Email attachments (by Matt DeJongh)

In this project you will extend your mail-system from Project 1 (spam filter) to handle
e-mail attachments such as pictures, text files, and pdf files.

Part 1

Create a class named Attachment which will model an email attachment.
Attachments have two attributes: a filename and a size (in kilobytes).
Create subclasses for each of the three following attachment types:

Pictures have a description, and height and width (in pixels).
Text files have unformatted text.
PDF files have a title and a description.
Implement a preview method that prints all the known details about an
Attachment. For an Attachment of unknown type, this method will just print
the filename and size. For an Attachment of known type, the method will also
print the relevant details.

Override the boolean equals(Object o) method in all four classes. Create a
unit test class for each of the four classes to test the equals method.

Modify the MailItem, MailClient and MailSystem classes so that a user can
send emails with or without mulitple attachments. If the user prints an
email with an attachment, report all the known details about the attachment
using the preview method.

Part 2

We are now going to enhance our mail-system to recognize filename extensions
and create the appropriate kind of Attachment:

Any filename with the extension "jpg" should be treated as a Picture.
Any filename with the extension "txt" should be treated as a Text file.
Any filename with the extension "pdf" should be treated as a PDF file.
Filenames with any other extension should be treated as attachments of
unknown type.
Add a class method to the Attachment class that can be used to create
Attachments. It should have the following signature:

/**
* Create an Attachment of the appropriate type given the filename extension.
* @param filename The filename for the Attachment.
* @param size The size of the Attachment (in kilobytes).
* @param otherDetails An array of other details about the Attachment. For
pictures
* this array will have three elements: description, height and width. For
* text files this will have one element: the unformatted text. For pdf files
* this will have two elements: a title and a description.
* For any other file type we ignore the otherDetails.
*/
public static Attachment createAttachment(String filename, long size,
String[] otherDetails);

This is an example of a factory method - it manufactures Attachments of the
appropriate type. Now make the constructors of the Attachment, Picture, Text
file and PDF file subclasses protected - that way you force classes from
other packages to use your factory method.

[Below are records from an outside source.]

//! Node configuration.
//!
//! [`Settings`] carries every value the sessions and the [`Net`] read by
//! name. Loading settings from files is left to the application.
//!
//! [`Net`]: crate::Net

use bitcoin::p2p::ServiceFlags;
use bitcoin::Network;
use bitcoin_peers_connection::{
    ChannelSettings, ConnectorSettings, Endpoint, DEFAULT_CHANNEL_EXPIRATION,
    DEFAULT_CHANNEL_INACTIVITY, DEFAULT_CONNECT_TIMEOUT, DEFAULT_MAXIMUM_PAYLOAD,
    DEFAULT_MINIMUM_BUFFER, DEFAULT_PROTOCOL_VERSION, MIN_PROTOCOL_VERSION,
};
use std::fmt;
use std::net::SocketAddr;
use std::time::Duration;

/// Default number of runtime worker threads.
pub const DEFAULT_THREADS: usize = 4;
/// Default target of outbound channels.
pub const DEFAULT_OUTBOUND_CONNECTIONS: usize = 8;
/// Default number of parallel attempts per outbound slot or seeding batch.
pub const DEFAULT_CONNECT_BATCH_SIZE: usize = 5;
/// Default timeout of the version handshake.
pub const DEFAULT_HANDSHAKE_TIMEOUT: Duration = Duration::from_secs(30);
/// Default timeout of one seed channel's address request.
pub const DEFAULT_SEEDING_TIMEOUT: Duration = Duration::from_secs(30);
/// Default delay before a failed or dropped attempt is retried.
pub const DEFAULT_RETRY_TIMEOUT: Duration = Duration::from_secs(1);
/// Default capacity of the address pool.
pub const DEFAULT_HOST_POOL_CAPACITY: usize = 10_000;
/// Default address count below which the node seeds.
pub const DEFAULT_MINIMUM_ADDRESS_COUNT: usize = 1_000;

/// User agent advertised when none is configured.
pub fn default_user_agent() -> String {
    format!("/bitcoin-peers:{}/", env!("CARGO_PKG_VERSION"))
}

/// Errors that can occur while building [`Settings`].
#[derive(Debug, Clone, PartialEq, Eq)]
pub enum SettingsError {
    /// User agent doesn't follow the `/name:version/` format.
    InvalidUserAgent(String),
    /// Endpoint text isn't `host:port`.
    InvalidEndpoint(String),
}

impl fmt::Display for SettingsError {
    fn fmt(&self, f: &mut fmt::Formatter<'_>) -> fmt::Result {
        match self {
            SettingsError::InvalidUserAgent(agent) => {
                write!(f, "User agent '{agent}' must follow format '/name:version/'")
            }
            SettingsError::InvalidEndpoint(text) => {
                write!(f, "Endpoint '{text}' must follow format 'host:port'")
            }
        }
    }
}

impl std::error::Error for SettingsError {}

/// Validates the Bitcoin Core user agent format: `/name:version/`.
pub fn validate_user_agent(user_agent: &str) -> Result<(), SettingsError> {
    let invalid = || SettingsError::InvalidUserAgent(user_agent.to_string());

    let contents = user_agent
        .strip_prefix('/')
        .and_then(|rest| rest.strip_suffix('/'))
        .ok_or_else(invalid)?;

    match contents.split_once(':') {
        Some((name, version))
            if !name.is_empty() && !version.is_empty() && !version.contains(':') =>
        {
            Ok(())
        }
        _ => Err(invalid()),
    }
}

fn parse_endpoint(text: &str) -> Result<Endpoint, SettingsError> {
    text.parse()
        .map_err(|_| SettingsError::InvalidEndpoint(text.to_string()))
}

/// Node configuration.
///
/// # Example
///
/// ```
/// # fn main() -> Result<(), bitcoin_peers_network::SettingsError> {
/// use bitcoin::Network;
/// use bitcoin_peers_network::Settings;
///
/// let settings = Settings::new(Network::Regtest)
///     .with_user_agent("/my-node:1.0/")?
///     .with_seed("seed.example.org:18444")?
///     .with_outbound_connections(2);
/// assert_eq!(settings.outbound_connections, 2);
/// # Ok(())
/// # }
/// ```
#[derive(Debug, Clone)]
pub struct Settings {
    /// Worker threads of the node's runtime.
    pub threads: usize,
    /// Network, which selects the message magic.
    pub network: Network,
    /// Highest protocol version advertised.
    pub protocol_maximum: u32,
    /// Lowest protocol version accepted from a peer.
    pub protocol_minimum: u32,
    /// Services advertised in our version message.
    pub services: ServiceFlags,
    /// User agent advertised in our version message.
    pub user_agent: String,
    /// Whether peers should relay transactions to us.
    pub relay: bool,
    /// Maximum inbound channels, zero disables listening.
    pub inbound_connections: usize,
    /// Target outbound channels, zero disables outbound connections.
    pub outbound_connections: usize,
    /// Parallel attempts per outbound slot and per seeding batch.
    pub connect_batch_size: usize,
    /// Timeout of one connection attempt.
    pub connect_timeout: Duration,
    /// Timeout of the version handshake.
    pub handshake_timeout: Duration,
    /// Timeout of one seed channel's address request.
    pub seeding_timeout: Duration,
    /// Delay before a failed attempt is retried.
    pub retry_timeout: Duration,
    /// Inactivity timeout of every channel, zero disables it.
    pub channel_inactivity: Duration,
    /// Nominal lifetime of every channel, zero disables it.
    pub channel_expiration: Duration,
    /// Largest payload accepted from a peer.
    pub maximum_payload: usize,
    /// Payload buffer capacity retained between messages.
    pub minimum_buffer: usize,
    /// Whether payload checksums are verified.
    pub validate_checksum: bool,
    /// Allow connecting to ourselves, skips loopback detection.
    pub enable_loopback: bool,
    /// Capacity of the address pool, zero disables seeding.
    pub host_pool_capacity: usize,
    /// Seeding is skipped once the pool holds this many addresses.
    pub minimum_address_count: usize,
    /// Endpoints asked for addresses when the pool runs low.
    pub seeds: Vec<Endpoint>,
    /// Endpoints kept connected by the manual session.
    pub peers: Vec<Endpoint>,
    /// Local addresses accepting inbound connections.
    pub binds: Vec<SocketAddr>,
    /// SOCKS5 proxy all outbound connections are tunneled through.
    pub socks5: Option<Endpoint>,
}

impl Settings {
    /// Default settings for `network`.
    pub fn new(network: Network) -> Self {
        Settings {
            threads: DEFAULT_THREADS,
            network,
            protocol_maximum: DEFAULT_PROTOCOL_VERSION,
            protocol_minimum: MIN_PROTOCOL_VERSION,
            services: ServiceFlags::NONE,
            user_agent: default_user_agent(),
            relay: false,
            inbound_connections: 0,
            outbound_connections: DEFAULT_OUTBOUND_CONNECTIONS,
            connect_batch_size: DEFAULT_CONNECT_BATCH_SIZE,
            connect_timeout: DEFAULT_CONNECT_TIMEOUT,
            handshake_timeout: DEFAULT_HANDSHAKE_TIMEOUT,
            seeding_timeout: DEFAULT_SEEDING_TIMEOUT,
            retry_timeout: DEFAULT_RETRY_TIMEOUT,
            channel_inactivity: DEFAULT_CHANNEL_INACTIVITY,
            channel_expiration: DEFAULT_CHANNEL_EXPIRATION,
            maximum_payload: DEFAULT_MAXIMUM_PAYLOAD,
            minimum_buffer: DEFAULT_MINIMUM_BUFFER,
            validate_checksum: true,
            enable_loopback: false,
            host_pool_capacity: DEFAULT_HOST_POOL_CAPACITY,
            minimum_address_count: DEFAULT_MINIMUM_ADDRESS_COUNT,
            seeds: Vec::new(),
            peers: Vec::new(),
            binds: Vec::new(),
            socks5: None,
        }
    }

    /// The per-channel subset of the settings.
    pub fn channel_settings(&self) -> ChannelSettings {
        ChannelSettings::new(self.network.magic())
            .with_protocol_range(self.protocol_minimum, self.protocol_maximum)
            .with_maximum_payload(self.maximum_payload)
            .with_minimum_buffer(self.minimum_buffer)
            .with_validate_checksum(self.validate_checksum)
            .with_inactivity(self.channel_inactivity)
            .with_expiration(self.channel_expiration)
    }

    /// The connector subset of the settings.
    pub fn connector_settings(&self) -> ConnectorSettings {
        let settings = ConnectorSettings::default().with_timeout(self.connect_timeout);
        match &self.socks5 {
            Some(proxy) => settings.with_proxy(proxy.clone()),
            None => settings,
        }
    }

    /// Set the user agent, which must follow the `/name:version/` format.
    pub fn with_user_agent<S: Into<String>>(mut self, user_agent: S) -> Result<Self, SettingsError> {
        let user_agent = user_agent.into();
        validate_user_agent(&user_agent)?;
        self.user_agent = user_agent;
        Ok(self)
    }

    pub fn with_threads(mut self, threads: usize) -> Self {
        self.threads = threads;
        self
    }

    pub fn with_protocol_range(mut self, minimum: u32, maximum: u32) -> Self {
        self.protocol_minimum = minimum;
        self.protocol_maximum = maximum;
        self
    }

    pub fn with_services(mut self, services: ServiceFlags) -> Self {
        self.services = services;
        self
    }

    pub fn with_relay(mut self, relay: bool) -> Self {
        self.relay = relay;
        self
    }

    pub fn with_inbound_connections(mut self, inbound: usize) -> Self {
        self.inbound_connections = inbound;
        self
    }

    pub fn with_outbound_connections(mut self, outbound: usize) -> Self {
        self.outbound_connections = outbound;
        self
    }

    pub fn with_connect_batch_size(mut self, batch_size: usize) -> Self {
        self.connect_batch_size = batch_size;
        self
    }

    pub fn with_connect_timeout(mut self, timeout: Duration) -> Self {
        self.connect_timeout = timeout;
        self
    }

    pub fn with_handshake_timeout(mut self, timeout: Duration) -> Self {
        self.handshake_timeout = timeout;
        self
    }

    pub fn with_seeding_timeout(mut self, timeout: Duration) -> Self {
        self.seeding_timeout = timeout;
        self
    }

    pub fn with_retry_timeout(mut self, timeout: Duration) -> Self {
        self.retry_timeout = timeout;
        self
    }

    pub fn with_channel_inactivity(mut self, inactivity: Duration) -> Self {
        self.channel_inactivity = inactivity;
        self
    }

    pub fn with_channel_expiration(mut self, expiration: Duration) -> Self {
        self.channel_expiration = expiration;
        self
    }

    pub fn with_maximum_payload(mut self, maximum_payload: usize) -> Self {
        self.maximum_payload = maximum_payload;
        self
    }

    pub fn with_minimum_buffer(mut self, minimum_buffer: usize) -> Self {
        self.minimum_buffer = minimum_buffer;
        self
    }

    pub fn with_validate_checksum(mut self, validate: bool) -> Self {
        self.validate_checksum = validate;
        self
    }

    pub fn with_enable_loopback(mut self, enable: bool) -> Self {
        self.enable_loopback = enable;
        self
    }

    pub fn with_host_pool_capacity(mut self, capacity: usize) -> Self {
        self.host_pool_capacity = capacity;
        self
    }

    pub fn with_minimum_address_count(mut self, count: usize) -> Self {
        self.minimum_address_count = count;
        self
    }

    /// Add a seed endpoint given as `host:port`.
    pub fn with_seed(mut self, seed: &str) -> Result<Self, SettingsError> {
        self.seeds.push(parse_endpoint(seed)?);
        Ok(self)
    }

    pub fn with_seeds(mut self, seeds: Vec<Endpoint>) -> Self {
        self.seeds = seeds;
        self
    }

    /// Add a manual peer given as `host:port`.
    pub fn with_peer(mut self, peer: &str) -> Result<Self, SettingsError> {
        self.peers.push(parse_endpoint(peer)?);
        Ok(self)
    }

    pub fn with_peers(mut self, peers: Vec<Endpoint>) -> Self {
        self.peers = peers;
        self
    }

    pub fn with_bind(mut self, bind: SocketAddr) -> Self {
        self.binds.push(bind);
        self
    }

    /// Tunnel outbound connections through the SOCKS5 proxy at `proxy`.
    pub fn with_socks5(mut self, proxy: &str) -> Result<Self, SettingsError> {
        self.socks5 = Some(parse_endpoint(proxy)?);
        Ok(self)
    }
}

impl Default for Settings {
    fn default() -> Self {
        Settings::new(Network::Bitcoin)
    }
}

Next, we need to create Applications that can open Attachments. We need
three kinds of Applications for the three known types of files: a
PhotoViewer, a TextEditor, and a PDFReader. We also want the capability of
registering new applications for new types of files.

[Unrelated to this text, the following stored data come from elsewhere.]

//! Protocols attached to channels.
//!
//! The node attaches the version handshake to every new channel, and to
//! every handshaked channel the ping responder plus either the seed address
//! request (seed sessions) or the application's [`Protocols`].

mod handshake;
mod ping;
mod seed;

pub(crate) use handshake::handshake;
pub use handshake::HandshakeState;
pub(crate) use ping::attach_ping;
pub(crate) use seed::seed;

use bitcoin_peers_connection::Channel;
use std::sync::Arc;

/// Application protocols installed on every handshaked, counted channel.
///
/// Called while the channel is still paused, so handlers subscribed here
/// see every message following the handshake.
pub trait Protocols: Send + Sync {
    fn attach(&self, channel: &Arc<Channel>);
}

impl<F> Protocols for F
where
    F: Fn(&Arc<Channel>) + Send + Sync,
{
    fn attach(&self, channel: &Arc<Channel>) {
        self(channel)
    }
}
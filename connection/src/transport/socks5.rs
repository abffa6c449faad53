//! SOCKS5 client handshake (RFC 1928), CONNECT by domain name without authentication.

use crate::address::Endpoint;
use crate::error::Error;
use log::debug;
use tokio::io::{AsyncRead, AsyncReadExt, AsyncWrite, AsyncWriteExt};

const VERSION: u8 = 0x05;
const METHOD_NO_AUTHENTICATION: u8 = 0x00;
const COMMAND_CONNECT: u8 = 0x01;
const RESERVED: u8 = 0x00;
const REPLY_SUCCEEDED: u8 = 0x00;

const ADDRESS_IPV4: u8 = 0x01;
const ADDRESS_DOMAIN: u8 = 0x03;
const ADDRESS_IPV6: u8 = 0x04;

/// Ask the proxy on the other end of `reader`/`writer` to tunnel to `target`.
///
/// On success the stream carries the tunneled connection. Every malformed or
/// refused step fails with [`Error::ConnectFailed`], an unknown bound address
/// type with [`Error::OperationFailed`].
pub async fn handshake<R, W>(reader: &mut R, writer: &mut W, target: &Endpoint) -> Result<(), Error>
where
    R: AsyncRead + Unpin,
    W: AsyncWrite + Unpin,
{
    let host = target.host().as_bytes();
    let length = u8::try_from(host.len()).map_err(|_| Error::ConnectFailed)?;
    if length == 0 {
        return Err(Error::ConnectFailed);
    }

    // Greeting: one method offered, no authentication.
    send(writer, &[VERSION, 0x01, METHOD_NO_AUTHENTICATION]).await?;

    let mut choice = [0u8; 2];
    receive(reader, &mut choice).await?;
    if choice != [VERSION, METHOD_NO_AUTHENTICATION] {
        debug!("Proxy refused authentication method: {choice:?}");
        return Err(Error::ConnectFailed);
    }

    let mut request = Vec::with_capacity(7 + host.len());
    request.extend_from_slice(&[VERSION, COMMAND_CONNECT, RESERVED, ADDRESS_DOMAIN, length]);
    request.extend_from_slice(host);
    request.extend_from_slice(&target.port().to_be_bytes());
    send(writer, &request).await?;

    let mut reply = [0u8; 4];
    receive(reader, &mut reply).await?;
    if reply[0] != VERSION || reply[1] != REPLY_SUCCEEDED {
        debug!("Proxy refused connect to {target}: reply code {}", reply[1]);
        return Err(Error::ConnectFailed);
    }

    // Bound address and port, not needed by the caller.
    let bound = match reply[3] {
        ADDRESS_IPV4 => 4,
        ADDRESS_IPV6 => 16,
        ADDRESS_DOMAIN => {
            let mut length = [0u8; 1];
            receive(reader, &mut length).await?;
            usize::from(length[0])
        }
        other => {
            debug!("Proxy replied with unknown address type {other}");
            return Err(Error::OperationFailed);
        }
    };

    let mut discard = vec![0u8; bound + 2];
    receive(reader, &mut discard).await?;

    debug!("Proxy tunnel established to {target}");
    Ok(())
}

async fn send<W: AsyncWrite + Unpin>(writer: &mut W, data: &[u8]) -> Result<(), Error> {
    writer.write_all(data).await.map_err(|_| Error::ConnectFailed)?;
    writer.flush().await.map_err(|_| Error::ConnectFailed)
}

async fn receive<R: AsyncRead + Unpin>(reader: &mut R, buffer: &mut [u8]) -> Result<(), Error> {
    reader
        .read_exact(buffer)
        .await
        .map(|_| ())
        .map_err(|_| Error::ConnectFailed)
}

Create an abstract class named Application. It should define an abstract
method with the following return type and parameter:

void open(Attachment theAttachment)

Create subclasses of Application for PhotoViewer, TextEditor, and PDFReader.
Implement the open method in each subclass so that it prints out something
relevant to the attachment, e.g., for a Picture attachment with
description="a beautiful landscape", height=480, and width=640, the
PhotoViewer could print:

I am the PhotoViewer. You are viewing a picture of a beautiful landscape. It
is 640 pixels by 480 pixels.

Part 3

Add two static methods to the Application class:

A method to register applications. This method should take a filename
extension (e.g., "jpg") and an instance of an Application (e.g., a
PhotoViewer), and store the mapping.
A method to handle attachments. This method should take an Attachment,
determine its filename extension, retrieve the appropriate instance of
Application stored for that extension, and invoke the open method on it. If
there is no Application registered for the filename extension, this method
should print an appropriate warning.
Make sure that you implement these methods in a way that makes it possible
to register and use new types of Applications without modifying the methods.